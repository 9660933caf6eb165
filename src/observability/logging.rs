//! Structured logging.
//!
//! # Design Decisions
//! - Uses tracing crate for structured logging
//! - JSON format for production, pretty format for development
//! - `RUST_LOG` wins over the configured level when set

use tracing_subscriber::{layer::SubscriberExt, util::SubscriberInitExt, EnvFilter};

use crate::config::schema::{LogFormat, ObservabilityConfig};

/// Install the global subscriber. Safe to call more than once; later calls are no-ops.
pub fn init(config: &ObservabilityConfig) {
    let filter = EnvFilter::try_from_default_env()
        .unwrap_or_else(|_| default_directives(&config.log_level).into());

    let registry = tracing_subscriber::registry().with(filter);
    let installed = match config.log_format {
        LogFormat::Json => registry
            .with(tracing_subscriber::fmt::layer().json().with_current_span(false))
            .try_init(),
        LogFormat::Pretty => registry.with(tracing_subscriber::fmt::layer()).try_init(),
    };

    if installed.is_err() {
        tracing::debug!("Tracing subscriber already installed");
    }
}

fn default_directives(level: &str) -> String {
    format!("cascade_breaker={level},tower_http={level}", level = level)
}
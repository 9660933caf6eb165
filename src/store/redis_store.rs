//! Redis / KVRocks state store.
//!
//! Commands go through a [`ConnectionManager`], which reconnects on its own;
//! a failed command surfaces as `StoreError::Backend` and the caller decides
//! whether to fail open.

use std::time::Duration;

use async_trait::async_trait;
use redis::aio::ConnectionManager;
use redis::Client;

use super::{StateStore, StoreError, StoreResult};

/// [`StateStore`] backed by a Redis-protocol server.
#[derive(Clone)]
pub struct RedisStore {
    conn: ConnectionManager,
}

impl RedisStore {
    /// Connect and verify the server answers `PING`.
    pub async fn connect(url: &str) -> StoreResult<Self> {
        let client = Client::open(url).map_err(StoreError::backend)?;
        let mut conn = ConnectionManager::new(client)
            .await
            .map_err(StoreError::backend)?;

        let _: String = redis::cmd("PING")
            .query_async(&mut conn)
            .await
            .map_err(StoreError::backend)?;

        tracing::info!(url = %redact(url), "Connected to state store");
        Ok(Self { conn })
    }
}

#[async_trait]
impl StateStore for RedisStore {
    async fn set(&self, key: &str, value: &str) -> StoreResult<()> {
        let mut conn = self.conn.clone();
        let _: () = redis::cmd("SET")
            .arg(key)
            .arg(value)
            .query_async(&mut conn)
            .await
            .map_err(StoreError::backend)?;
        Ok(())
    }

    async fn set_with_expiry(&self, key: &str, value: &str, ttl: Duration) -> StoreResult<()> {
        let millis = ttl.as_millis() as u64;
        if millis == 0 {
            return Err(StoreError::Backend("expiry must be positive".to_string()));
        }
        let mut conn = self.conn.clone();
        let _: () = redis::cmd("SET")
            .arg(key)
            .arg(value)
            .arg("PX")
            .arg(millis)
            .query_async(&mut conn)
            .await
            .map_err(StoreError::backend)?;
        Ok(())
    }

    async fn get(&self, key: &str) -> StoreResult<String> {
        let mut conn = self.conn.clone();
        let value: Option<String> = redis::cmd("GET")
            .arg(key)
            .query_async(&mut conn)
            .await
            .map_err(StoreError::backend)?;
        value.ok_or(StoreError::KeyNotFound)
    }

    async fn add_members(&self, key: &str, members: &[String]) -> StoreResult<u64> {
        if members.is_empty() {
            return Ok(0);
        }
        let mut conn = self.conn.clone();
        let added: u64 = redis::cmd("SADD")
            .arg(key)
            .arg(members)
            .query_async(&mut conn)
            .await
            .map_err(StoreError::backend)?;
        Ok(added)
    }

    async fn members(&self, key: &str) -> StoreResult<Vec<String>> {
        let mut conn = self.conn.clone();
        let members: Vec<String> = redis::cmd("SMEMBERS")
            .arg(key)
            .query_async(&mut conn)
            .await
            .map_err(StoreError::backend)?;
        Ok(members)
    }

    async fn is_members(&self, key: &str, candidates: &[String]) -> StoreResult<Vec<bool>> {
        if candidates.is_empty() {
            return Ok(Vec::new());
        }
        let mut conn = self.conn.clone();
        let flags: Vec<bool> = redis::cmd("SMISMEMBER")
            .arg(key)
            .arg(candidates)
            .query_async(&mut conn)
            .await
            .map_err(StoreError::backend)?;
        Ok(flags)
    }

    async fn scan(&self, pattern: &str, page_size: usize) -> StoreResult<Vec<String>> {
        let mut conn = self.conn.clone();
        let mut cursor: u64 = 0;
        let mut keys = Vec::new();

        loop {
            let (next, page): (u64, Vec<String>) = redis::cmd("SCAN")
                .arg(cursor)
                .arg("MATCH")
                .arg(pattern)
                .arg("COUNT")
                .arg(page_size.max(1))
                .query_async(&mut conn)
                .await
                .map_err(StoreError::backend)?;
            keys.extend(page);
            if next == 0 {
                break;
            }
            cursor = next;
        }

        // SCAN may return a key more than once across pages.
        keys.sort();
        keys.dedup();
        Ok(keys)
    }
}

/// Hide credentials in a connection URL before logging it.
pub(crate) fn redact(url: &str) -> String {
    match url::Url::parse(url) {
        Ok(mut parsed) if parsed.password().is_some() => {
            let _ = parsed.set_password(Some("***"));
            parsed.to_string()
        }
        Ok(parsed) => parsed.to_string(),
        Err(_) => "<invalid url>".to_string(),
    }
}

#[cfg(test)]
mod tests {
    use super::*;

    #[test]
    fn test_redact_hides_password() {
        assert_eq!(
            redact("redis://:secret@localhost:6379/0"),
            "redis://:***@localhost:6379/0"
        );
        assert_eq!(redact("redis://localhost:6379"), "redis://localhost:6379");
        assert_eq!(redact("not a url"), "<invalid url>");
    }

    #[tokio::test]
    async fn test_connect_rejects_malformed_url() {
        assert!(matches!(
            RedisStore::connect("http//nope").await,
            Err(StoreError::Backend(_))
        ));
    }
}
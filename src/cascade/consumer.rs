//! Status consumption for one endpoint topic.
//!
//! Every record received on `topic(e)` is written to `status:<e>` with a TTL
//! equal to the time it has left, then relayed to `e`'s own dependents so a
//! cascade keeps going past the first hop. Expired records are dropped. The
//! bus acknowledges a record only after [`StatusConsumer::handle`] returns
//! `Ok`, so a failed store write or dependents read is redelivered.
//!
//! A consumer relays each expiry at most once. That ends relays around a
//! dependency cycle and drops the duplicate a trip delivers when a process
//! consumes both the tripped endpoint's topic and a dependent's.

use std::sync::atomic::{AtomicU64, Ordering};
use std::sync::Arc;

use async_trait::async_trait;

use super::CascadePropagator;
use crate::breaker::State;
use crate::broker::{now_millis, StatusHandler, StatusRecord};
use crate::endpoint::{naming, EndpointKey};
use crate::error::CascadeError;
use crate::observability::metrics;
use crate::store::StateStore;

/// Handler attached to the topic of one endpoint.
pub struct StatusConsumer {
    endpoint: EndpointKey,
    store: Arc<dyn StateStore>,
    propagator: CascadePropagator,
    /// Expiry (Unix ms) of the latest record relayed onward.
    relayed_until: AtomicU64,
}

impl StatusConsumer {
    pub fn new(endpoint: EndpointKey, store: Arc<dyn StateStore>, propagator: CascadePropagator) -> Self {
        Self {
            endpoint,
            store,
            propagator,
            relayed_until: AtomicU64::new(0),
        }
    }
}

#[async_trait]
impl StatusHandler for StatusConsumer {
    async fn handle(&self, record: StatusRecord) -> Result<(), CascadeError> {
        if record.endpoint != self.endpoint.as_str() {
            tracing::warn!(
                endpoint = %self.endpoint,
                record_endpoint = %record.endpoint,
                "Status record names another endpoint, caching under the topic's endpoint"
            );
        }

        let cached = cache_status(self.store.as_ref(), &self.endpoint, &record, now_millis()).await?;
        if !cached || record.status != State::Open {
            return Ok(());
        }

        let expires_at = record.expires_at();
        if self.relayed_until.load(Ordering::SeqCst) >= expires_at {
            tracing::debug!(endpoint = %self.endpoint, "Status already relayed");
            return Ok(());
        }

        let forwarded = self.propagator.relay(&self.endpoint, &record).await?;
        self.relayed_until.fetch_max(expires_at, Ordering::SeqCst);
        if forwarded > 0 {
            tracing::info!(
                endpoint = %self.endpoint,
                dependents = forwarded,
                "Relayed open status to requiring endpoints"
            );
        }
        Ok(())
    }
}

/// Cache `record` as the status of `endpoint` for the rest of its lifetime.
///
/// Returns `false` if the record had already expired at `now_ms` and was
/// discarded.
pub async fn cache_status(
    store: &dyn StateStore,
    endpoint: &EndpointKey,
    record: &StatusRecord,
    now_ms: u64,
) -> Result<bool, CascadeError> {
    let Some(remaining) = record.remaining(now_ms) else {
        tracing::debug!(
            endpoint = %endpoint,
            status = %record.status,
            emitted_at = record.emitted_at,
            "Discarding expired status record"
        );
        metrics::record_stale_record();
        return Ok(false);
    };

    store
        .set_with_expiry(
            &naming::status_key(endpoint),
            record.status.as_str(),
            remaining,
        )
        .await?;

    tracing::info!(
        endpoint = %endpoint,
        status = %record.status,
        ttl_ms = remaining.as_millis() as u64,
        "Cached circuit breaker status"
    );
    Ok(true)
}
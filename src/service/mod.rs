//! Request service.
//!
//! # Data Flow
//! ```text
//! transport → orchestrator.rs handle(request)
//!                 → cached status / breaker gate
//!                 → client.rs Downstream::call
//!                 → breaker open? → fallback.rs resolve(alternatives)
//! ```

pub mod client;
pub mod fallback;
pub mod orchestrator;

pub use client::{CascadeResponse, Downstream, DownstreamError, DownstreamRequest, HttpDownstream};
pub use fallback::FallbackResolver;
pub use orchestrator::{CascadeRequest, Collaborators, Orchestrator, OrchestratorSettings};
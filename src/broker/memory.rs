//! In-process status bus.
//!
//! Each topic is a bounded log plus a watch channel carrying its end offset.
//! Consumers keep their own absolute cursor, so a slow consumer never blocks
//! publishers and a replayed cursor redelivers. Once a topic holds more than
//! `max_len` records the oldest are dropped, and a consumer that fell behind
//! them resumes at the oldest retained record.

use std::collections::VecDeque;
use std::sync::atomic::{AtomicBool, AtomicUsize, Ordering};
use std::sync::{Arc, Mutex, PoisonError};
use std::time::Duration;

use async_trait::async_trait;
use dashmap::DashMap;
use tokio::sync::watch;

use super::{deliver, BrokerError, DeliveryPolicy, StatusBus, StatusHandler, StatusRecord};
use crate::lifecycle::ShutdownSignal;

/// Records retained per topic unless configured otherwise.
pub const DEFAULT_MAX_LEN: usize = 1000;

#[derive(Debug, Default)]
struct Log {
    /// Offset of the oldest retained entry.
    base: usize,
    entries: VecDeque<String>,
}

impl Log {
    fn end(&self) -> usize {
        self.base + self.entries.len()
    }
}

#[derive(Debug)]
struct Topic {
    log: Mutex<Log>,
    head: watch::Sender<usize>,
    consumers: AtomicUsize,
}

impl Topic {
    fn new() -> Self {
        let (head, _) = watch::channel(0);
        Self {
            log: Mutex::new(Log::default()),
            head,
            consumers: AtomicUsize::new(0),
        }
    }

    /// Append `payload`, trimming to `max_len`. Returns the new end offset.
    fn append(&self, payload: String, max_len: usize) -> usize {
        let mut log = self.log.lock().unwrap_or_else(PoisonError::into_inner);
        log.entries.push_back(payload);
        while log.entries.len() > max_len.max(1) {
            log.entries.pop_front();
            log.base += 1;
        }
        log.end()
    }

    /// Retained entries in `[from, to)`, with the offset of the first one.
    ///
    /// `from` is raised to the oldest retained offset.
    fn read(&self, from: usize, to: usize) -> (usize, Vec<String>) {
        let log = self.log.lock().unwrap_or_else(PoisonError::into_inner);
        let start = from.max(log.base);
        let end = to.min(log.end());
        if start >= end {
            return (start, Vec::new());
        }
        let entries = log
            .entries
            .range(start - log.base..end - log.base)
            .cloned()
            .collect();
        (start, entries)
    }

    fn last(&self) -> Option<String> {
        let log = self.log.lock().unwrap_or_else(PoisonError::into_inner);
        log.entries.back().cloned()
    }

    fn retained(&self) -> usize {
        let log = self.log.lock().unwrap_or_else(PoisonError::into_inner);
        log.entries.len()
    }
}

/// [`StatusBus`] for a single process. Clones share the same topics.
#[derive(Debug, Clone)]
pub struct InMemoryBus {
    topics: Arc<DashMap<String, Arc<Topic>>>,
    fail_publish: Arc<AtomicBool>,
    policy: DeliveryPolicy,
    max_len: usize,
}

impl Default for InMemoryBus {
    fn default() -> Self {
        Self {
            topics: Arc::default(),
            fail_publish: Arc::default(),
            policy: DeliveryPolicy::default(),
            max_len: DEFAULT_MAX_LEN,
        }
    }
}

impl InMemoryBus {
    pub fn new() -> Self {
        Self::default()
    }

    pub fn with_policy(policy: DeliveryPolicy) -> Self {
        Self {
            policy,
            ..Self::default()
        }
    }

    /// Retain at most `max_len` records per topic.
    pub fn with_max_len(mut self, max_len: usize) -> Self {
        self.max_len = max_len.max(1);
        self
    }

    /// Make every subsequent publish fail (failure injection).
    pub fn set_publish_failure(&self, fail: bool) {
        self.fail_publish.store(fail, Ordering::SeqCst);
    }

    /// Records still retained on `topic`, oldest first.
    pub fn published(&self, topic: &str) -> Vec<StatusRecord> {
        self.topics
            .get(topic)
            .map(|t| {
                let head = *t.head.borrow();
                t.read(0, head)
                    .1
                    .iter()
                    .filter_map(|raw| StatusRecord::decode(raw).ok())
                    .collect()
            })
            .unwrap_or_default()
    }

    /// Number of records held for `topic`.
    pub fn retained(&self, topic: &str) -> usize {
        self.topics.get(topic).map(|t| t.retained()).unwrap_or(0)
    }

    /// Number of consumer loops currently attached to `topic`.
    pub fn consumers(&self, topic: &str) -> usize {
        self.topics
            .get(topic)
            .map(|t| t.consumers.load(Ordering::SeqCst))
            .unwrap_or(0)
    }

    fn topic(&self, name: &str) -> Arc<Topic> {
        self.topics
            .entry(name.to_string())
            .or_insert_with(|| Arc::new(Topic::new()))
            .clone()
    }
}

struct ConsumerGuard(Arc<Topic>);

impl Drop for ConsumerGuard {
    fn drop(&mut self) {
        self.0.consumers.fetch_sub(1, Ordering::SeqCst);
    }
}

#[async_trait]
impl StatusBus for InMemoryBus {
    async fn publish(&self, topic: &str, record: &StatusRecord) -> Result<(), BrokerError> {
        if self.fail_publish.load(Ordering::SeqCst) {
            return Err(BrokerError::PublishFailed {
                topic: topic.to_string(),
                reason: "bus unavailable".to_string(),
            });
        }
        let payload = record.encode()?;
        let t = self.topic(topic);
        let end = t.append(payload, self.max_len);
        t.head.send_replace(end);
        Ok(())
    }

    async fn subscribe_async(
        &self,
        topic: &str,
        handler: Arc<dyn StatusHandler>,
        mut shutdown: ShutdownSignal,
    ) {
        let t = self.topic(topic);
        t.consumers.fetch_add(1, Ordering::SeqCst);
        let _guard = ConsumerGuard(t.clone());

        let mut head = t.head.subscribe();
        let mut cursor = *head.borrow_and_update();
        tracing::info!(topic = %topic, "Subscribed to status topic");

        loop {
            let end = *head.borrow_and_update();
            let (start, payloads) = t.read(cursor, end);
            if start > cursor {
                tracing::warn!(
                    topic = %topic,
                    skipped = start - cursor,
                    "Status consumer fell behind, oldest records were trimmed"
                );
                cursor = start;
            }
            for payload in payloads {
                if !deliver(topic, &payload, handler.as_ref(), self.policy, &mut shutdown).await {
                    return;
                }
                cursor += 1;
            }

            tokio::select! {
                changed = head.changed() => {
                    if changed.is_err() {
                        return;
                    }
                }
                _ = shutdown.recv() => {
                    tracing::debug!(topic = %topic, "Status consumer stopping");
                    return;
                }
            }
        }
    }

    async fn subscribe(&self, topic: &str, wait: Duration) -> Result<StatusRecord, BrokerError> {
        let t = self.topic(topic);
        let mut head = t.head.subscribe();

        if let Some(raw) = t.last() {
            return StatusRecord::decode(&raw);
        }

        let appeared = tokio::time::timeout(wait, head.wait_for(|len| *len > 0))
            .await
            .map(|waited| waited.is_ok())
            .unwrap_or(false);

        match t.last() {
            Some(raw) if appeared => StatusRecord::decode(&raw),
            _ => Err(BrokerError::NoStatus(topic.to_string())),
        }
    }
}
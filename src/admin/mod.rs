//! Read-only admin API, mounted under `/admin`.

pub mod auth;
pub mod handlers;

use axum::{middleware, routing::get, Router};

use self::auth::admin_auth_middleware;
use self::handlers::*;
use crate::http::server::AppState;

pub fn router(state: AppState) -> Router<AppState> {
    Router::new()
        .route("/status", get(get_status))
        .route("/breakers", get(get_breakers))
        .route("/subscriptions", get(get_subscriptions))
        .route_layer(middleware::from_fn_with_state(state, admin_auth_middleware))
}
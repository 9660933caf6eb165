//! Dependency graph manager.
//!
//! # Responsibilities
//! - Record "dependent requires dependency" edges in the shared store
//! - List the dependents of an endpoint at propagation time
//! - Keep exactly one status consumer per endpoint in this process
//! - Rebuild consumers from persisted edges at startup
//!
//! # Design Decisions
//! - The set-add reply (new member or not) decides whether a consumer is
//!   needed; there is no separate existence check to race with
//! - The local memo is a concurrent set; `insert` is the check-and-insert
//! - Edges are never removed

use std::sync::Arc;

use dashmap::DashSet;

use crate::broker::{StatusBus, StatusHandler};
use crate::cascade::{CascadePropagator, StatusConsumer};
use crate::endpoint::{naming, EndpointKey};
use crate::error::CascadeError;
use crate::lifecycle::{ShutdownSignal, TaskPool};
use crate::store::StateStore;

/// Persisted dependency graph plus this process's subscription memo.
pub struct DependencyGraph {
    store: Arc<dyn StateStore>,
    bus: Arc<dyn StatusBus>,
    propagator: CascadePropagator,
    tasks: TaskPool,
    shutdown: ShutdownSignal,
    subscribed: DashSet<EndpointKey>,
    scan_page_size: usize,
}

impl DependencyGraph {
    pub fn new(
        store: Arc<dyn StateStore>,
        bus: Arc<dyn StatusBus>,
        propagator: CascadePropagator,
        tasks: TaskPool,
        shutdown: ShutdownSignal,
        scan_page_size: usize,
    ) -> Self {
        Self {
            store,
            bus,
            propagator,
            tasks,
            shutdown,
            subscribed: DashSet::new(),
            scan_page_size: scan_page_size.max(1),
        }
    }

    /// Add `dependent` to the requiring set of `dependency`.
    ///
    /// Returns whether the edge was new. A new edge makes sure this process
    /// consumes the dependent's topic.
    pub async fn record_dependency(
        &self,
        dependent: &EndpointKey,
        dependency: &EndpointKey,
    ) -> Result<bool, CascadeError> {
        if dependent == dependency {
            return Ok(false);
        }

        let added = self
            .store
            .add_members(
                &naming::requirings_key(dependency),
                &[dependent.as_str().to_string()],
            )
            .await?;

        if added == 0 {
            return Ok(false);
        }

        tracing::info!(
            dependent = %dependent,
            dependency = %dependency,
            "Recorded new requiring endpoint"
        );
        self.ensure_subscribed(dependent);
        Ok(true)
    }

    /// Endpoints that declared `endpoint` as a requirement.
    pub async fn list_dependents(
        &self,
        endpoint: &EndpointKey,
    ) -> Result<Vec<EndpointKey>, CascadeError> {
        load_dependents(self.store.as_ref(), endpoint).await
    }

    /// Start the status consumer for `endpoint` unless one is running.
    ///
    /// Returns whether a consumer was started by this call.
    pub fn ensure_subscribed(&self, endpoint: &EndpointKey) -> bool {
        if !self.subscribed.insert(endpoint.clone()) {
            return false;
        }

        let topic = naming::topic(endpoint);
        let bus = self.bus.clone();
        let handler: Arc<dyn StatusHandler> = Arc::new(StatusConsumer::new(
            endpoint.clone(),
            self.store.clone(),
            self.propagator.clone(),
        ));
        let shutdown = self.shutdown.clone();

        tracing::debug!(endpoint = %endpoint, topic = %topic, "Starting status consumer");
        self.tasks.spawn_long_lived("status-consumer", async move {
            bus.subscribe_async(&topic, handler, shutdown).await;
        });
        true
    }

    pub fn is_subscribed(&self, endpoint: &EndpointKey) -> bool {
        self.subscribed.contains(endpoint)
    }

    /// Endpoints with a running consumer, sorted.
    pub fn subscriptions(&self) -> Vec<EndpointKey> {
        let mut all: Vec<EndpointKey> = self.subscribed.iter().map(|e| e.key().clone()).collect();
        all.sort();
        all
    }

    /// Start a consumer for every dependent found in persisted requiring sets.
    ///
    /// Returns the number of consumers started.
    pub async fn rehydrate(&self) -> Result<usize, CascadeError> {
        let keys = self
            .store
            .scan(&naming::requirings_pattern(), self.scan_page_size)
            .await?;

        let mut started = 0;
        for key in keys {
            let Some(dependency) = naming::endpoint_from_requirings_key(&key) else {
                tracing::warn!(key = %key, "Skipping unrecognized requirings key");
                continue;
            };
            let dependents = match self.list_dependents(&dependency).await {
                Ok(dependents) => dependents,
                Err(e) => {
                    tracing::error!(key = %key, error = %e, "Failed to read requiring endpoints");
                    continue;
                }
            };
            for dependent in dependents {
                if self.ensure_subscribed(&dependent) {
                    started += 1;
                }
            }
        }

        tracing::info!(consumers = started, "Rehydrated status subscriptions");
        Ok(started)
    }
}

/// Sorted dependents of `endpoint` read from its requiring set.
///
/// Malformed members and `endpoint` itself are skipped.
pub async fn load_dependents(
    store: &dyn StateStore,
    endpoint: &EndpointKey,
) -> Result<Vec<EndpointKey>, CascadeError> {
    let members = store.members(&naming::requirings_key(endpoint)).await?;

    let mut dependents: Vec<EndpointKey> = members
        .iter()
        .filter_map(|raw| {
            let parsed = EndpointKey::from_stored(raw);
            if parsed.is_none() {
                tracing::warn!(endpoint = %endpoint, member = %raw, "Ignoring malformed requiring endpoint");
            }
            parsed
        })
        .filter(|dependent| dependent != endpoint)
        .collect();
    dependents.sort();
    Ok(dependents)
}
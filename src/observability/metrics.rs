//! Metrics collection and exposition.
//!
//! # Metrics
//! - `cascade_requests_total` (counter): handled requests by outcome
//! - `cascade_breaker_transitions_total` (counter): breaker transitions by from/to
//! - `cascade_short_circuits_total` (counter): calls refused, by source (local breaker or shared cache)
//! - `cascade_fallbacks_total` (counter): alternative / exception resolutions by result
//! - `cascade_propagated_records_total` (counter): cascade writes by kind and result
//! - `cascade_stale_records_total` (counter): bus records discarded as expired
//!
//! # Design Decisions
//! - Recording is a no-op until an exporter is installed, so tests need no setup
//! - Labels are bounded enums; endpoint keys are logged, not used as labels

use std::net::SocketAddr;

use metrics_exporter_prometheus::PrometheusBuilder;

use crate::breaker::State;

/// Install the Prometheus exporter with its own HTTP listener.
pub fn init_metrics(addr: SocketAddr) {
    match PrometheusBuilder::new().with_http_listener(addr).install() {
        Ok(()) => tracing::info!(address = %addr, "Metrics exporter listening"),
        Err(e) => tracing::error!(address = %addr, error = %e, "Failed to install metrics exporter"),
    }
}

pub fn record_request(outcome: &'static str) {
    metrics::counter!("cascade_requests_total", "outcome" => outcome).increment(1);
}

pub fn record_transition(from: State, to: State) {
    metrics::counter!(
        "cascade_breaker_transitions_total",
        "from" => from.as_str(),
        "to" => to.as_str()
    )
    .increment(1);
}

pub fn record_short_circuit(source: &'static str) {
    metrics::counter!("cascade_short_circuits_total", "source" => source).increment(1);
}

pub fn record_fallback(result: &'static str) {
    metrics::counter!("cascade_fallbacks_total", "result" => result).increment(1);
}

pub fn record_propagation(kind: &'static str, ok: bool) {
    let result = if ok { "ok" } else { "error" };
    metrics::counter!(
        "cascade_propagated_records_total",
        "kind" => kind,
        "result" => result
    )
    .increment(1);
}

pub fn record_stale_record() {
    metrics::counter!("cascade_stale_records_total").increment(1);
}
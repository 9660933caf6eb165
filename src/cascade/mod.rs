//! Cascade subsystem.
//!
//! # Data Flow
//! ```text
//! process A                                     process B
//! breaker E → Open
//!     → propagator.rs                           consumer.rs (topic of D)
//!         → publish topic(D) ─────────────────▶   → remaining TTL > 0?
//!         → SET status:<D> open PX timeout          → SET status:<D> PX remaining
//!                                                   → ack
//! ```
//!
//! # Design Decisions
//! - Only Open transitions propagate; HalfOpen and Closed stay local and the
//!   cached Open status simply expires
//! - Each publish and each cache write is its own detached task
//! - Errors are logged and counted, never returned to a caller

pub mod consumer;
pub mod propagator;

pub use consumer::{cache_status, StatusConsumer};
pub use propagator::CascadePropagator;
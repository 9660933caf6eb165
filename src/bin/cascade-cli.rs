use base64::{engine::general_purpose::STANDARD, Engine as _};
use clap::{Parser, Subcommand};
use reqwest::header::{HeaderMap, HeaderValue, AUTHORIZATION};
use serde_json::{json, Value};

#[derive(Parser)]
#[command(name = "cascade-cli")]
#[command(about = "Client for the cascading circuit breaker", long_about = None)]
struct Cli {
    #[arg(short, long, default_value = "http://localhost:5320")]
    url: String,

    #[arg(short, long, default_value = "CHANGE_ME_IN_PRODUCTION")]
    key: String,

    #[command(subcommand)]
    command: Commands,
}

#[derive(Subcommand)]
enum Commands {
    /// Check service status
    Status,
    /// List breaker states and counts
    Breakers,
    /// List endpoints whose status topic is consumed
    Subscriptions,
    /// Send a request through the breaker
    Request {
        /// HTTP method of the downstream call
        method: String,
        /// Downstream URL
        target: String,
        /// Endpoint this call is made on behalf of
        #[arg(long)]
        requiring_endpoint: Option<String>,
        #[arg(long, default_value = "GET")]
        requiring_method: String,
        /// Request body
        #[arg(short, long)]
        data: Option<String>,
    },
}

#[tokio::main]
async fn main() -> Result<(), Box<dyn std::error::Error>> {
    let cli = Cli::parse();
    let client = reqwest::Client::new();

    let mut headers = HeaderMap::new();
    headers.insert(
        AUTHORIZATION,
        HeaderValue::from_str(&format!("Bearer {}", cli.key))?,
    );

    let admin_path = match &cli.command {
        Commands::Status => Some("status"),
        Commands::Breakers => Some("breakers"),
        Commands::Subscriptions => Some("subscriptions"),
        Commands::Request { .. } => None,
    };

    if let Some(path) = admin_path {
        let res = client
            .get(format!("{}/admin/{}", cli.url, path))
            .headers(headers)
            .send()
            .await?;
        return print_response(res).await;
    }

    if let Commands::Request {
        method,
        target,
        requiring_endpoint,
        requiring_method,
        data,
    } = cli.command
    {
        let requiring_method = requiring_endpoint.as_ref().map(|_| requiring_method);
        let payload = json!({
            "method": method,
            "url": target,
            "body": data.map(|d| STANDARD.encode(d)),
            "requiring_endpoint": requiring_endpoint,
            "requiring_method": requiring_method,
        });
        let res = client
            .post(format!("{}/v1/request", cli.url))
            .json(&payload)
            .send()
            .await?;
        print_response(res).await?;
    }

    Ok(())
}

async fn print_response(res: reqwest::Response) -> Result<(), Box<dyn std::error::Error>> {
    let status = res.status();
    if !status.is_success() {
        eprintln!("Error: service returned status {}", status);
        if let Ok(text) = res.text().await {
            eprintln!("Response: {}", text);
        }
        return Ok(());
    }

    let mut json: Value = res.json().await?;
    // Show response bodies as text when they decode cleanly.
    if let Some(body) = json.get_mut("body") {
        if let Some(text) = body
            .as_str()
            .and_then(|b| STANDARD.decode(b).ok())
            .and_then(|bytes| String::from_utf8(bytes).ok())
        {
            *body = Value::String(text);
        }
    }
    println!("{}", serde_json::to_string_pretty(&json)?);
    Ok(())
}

**WHAT TO PRODUCE:** In the listing above, please print only the lines from the first one to the line where "level when set" appears, exactly as written, both of those lines included.

**ANSWER BELOW:**
repository 9660933caf6eb165
filename src/observability/logging.rs
//! Structured logging.
//!
//! # Design Decisions
//! - Uses tracing crate for structured logging
//! - JSON format for production, pretty format for development
//! - `RUST_LOG` wins over the configured level when set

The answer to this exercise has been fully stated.